(TASK INSTRUCTIONS):
Pick out all lines of the entries that include the word "OpenAiClient" and copy them.

Start of AVAILABLE DATA

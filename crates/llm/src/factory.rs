//! LLM provider factory.
//!
//! Creates LLM clients from the resolved provider name, endpoint, key and timeout.

use crate::client::LlmClient;
use crate::providers::{OllamaClient, OpenAiClient};
use crate::types::ProviderType;
use agriclimate_core::{AppError, AppResult};
use std::sync::Arc;
use std::time::Duration;

/// Create an LLM client based on the provider name.
///
/// # Arguments
/// * `provider` - Provider identifier ("openai", "ollama")
/// * `endpoint` - Optional custom base URL
/// * `api_key` - API key (required for OpenAI)
/// * `timeout` - Optional request timeout
///
/// # Errors
/// Returns `AppError::Config` if the provider is unknown, a required key is
/// missing, or the HTTP client cannot be built.
pub fn create_client(
    provider: &str,
    endpoint: Option<&str>,
    api_key: Option<&str>,
    timeout: Option<Duration>,
) -> AppResult<Arc<dyn LlmClient>> {
    let provider_type = ProviderType::parse(provider)
        .ok_or_else(|| AppError::Config(format!("Unknown provider: {}", provider)))?;

    let base_url = endpoint.unwrap_or_else(|| provider_type.default_endpoint());

    tracing::debug!(
        provider = provider_type.as_str(),
        endpoint = base_url,
        "Creating LLM client"
    );

    match provider_type {
        ProviderType::Ollama => Ok(Arc::new(OllamaClient::with_options(base_url, timeout)?)),
        ProviderType::OpenAI => {
            let api_key = api_key.ok_or_else(|| {
                AppError::Config("OpenAI provider requires API key".to_string())
            })?;
            Ok(Arc::new(OpenAiClient::new(base_url, api_key, timeout)?))
        }
    }
}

End of AVAILABLE DATA

(COMPLETED EXERCISE):
use crate::providers::{OllamaClient, OpenAiClient};
            Ok(Arc::new(OpenAiClient::new(base_url, api_key, timeout)?))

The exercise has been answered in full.